=== Begin Enclosure ===
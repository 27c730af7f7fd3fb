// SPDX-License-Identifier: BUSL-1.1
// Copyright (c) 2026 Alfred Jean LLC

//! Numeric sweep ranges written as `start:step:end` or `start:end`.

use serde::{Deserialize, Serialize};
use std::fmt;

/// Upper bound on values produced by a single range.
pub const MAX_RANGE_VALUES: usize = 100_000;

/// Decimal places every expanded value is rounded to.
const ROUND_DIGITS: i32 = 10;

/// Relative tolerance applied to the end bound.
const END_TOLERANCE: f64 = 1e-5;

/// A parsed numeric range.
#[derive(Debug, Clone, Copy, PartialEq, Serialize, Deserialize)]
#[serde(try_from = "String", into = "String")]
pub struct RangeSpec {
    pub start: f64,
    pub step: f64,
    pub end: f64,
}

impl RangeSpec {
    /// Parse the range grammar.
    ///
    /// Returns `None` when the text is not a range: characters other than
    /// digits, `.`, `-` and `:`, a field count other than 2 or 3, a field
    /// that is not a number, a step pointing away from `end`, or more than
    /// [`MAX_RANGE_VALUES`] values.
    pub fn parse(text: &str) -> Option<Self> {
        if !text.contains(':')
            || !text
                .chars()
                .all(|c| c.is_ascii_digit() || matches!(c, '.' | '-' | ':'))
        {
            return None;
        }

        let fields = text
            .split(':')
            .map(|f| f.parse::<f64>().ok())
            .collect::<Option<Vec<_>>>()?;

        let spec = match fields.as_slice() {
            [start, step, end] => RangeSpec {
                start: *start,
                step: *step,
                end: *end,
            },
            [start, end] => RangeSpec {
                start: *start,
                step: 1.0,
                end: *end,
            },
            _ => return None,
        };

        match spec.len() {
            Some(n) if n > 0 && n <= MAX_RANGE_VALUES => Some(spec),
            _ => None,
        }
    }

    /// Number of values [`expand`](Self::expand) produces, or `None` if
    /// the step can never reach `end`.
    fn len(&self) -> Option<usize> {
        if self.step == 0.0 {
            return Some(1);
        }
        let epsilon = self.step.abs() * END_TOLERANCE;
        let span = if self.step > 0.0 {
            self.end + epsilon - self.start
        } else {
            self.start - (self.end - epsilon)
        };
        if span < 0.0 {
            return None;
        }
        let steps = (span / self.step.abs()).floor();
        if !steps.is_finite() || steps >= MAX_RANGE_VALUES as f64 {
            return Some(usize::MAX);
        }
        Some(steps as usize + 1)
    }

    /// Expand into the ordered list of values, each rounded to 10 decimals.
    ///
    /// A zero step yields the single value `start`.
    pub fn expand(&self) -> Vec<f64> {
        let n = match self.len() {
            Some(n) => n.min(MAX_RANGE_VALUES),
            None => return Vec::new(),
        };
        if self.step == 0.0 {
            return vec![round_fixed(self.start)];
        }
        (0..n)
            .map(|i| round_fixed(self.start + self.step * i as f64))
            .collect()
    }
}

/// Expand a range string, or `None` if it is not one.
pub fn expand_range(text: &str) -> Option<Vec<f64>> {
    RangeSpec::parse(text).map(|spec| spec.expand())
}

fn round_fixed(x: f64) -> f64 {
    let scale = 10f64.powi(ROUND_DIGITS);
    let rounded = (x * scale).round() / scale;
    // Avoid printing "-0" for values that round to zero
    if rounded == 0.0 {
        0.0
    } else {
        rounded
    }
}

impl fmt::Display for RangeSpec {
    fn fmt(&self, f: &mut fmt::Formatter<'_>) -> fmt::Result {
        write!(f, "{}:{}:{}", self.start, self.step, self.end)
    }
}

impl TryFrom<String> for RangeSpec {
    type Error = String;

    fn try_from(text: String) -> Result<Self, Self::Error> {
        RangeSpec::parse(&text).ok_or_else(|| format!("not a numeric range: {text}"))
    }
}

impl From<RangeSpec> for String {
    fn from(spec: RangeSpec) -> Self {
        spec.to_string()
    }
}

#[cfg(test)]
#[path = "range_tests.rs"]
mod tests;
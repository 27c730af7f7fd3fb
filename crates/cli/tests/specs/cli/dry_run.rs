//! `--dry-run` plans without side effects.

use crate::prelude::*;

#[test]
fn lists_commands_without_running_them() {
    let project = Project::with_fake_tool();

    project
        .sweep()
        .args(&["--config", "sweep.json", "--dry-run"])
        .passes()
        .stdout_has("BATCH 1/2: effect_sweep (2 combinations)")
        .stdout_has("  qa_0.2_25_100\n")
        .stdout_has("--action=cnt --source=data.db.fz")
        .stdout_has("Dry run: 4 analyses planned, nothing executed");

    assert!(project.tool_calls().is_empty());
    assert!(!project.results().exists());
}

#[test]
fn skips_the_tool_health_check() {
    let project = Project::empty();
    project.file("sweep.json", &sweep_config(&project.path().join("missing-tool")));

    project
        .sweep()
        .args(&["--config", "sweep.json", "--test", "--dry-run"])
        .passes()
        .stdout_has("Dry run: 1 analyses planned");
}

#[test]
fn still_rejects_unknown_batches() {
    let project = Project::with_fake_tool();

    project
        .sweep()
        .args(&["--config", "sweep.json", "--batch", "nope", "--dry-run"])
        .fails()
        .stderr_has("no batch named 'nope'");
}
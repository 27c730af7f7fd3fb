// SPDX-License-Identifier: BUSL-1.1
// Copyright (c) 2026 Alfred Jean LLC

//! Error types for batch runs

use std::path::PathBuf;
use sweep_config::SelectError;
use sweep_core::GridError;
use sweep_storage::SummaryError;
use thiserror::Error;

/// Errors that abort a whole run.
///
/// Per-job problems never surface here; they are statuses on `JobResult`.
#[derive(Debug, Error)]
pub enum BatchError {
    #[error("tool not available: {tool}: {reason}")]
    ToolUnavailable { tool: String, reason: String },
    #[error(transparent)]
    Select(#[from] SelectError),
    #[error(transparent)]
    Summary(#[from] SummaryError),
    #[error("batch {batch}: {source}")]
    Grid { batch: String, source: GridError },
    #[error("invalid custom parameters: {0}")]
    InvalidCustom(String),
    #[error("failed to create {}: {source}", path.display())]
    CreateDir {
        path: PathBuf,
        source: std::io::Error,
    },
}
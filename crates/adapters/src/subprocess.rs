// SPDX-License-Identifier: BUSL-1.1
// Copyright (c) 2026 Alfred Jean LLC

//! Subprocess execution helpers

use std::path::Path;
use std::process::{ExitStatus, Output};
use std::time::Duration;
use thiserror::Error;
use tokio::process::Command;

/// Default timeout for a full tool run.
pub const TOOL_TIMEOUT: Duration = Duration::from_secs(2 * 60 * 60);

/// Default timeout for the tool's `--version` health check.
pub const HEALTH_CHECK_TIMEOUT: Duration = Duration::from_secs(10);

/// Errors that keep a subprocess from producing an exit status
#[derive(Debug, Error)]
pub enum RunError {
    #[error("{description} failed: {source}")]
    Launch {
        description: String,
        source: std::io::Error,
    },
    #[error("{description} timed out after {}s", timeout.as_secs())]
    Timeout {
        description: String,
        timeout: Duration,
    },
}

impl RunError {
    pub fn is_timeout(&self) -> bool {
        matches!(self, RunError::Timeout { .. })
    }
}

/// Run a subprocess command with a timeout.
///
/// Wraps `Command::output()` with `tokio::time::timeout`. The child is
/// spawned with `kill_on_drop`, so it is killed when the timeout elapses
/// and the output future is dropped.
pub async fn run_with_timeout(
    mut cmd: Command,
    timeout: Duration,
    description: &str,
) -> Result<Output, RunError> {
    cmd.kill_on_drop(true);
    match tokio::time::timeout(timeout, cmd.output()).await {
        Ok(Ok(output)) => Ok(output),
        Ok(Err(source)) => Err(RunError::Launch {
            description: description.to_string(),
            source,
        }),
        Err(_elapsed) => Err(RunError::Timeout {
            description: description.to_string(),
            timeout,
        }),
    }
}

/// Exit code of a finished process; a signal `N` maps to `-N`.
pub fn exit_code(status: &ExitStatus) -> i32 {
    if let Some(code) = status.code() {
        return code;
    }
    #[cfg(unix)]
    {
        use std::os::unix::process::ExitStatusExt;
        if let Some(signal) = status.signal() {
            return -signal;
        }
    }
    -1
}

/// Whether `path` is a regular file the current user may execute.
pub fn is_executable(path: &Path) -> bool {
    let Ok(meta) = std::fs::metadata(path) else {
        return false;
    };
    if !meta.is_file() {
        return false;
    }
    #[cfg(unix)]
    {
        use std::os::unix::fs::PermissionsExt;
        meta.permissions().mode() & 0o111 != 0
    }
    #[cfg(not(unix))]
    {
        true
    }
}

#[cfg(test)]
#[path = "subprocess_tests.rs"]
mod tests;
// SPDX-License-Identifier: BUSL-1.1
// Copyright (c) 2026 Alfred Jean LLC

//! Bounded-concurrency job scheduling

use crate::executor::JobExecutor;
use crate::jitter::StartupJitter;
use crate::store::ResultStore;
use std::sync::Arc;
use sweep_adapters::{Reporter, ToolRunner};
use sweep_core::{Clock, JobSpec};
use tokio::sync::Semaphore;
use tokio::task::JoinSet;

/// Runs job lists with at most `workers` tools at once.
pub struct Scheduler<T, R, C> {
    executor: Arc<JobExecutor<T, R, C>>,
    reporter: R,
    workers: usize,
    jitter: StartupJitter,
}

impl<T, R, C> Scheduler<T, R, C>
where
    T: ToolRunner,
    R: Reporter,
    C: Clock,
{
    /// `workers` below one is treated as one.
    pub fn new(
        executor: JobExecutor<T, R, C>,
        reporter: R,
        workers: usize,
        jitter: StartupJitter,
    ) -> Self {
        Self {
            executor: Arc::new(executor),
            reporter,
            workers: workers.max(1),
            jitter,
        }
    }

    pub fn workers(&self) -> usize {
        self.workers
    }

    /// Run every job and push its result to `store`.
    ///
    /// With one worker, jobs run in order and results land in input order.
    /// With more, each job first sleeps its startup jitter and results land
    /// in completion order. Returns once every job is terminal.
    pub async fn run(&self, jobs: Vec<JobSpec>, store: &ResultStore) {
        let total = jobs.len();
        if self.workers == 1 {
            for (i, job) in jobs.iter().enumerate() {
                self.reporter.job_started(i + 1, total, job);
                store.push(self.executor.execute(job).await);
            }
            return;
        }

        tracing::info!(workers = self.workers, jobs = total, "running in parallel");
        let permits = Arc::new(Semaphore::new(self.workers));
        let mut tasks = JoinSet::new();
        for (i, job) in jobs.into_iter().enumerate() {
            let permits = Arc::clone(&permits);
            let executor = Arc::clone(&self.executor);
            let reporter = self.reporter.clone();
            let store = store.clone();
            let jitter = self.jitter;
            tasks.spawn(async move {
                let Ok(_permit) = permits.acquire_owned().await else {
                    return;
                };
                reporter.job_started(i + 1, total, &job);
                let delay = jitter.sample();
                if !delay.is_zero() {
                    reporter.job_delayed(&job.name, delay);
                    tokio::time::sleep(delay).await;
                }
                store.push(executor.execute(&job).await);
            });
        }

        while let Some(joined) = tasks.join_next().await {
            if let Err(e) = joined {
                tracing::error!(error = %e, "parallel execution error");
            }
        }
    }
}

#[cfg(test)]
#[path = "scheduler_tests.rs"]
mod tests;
=== End Enclosure ===
● **PROMPT**
Send back the lines of the records word for word, from the very first through the line containing "parsed numeric range.".

● **EXERCISE ANSWER**
repository 27c730af7f7fd3fb
// SPDX-License-Identifier: BUSL-1.1
// Copyright (c) 2026 Alfred Jean LLC

//! Numeric sweep ranges written as `start:step:end` or `start:end`.

use serde::{Deserialize, Serialize};
use std::fmt;

/// Upper bound on values produced by a single range.
pub const MAX_RANGE_VALUES: usize = 100_000;

/// Decimal places every expanded value is rounded to.
const ROUND_DIGITS: i32 = 10;

/// Relative tolerance applied to the end bound.
const END_TOLERANCE: f64 = 1e-5;

/// A parsed numeric range.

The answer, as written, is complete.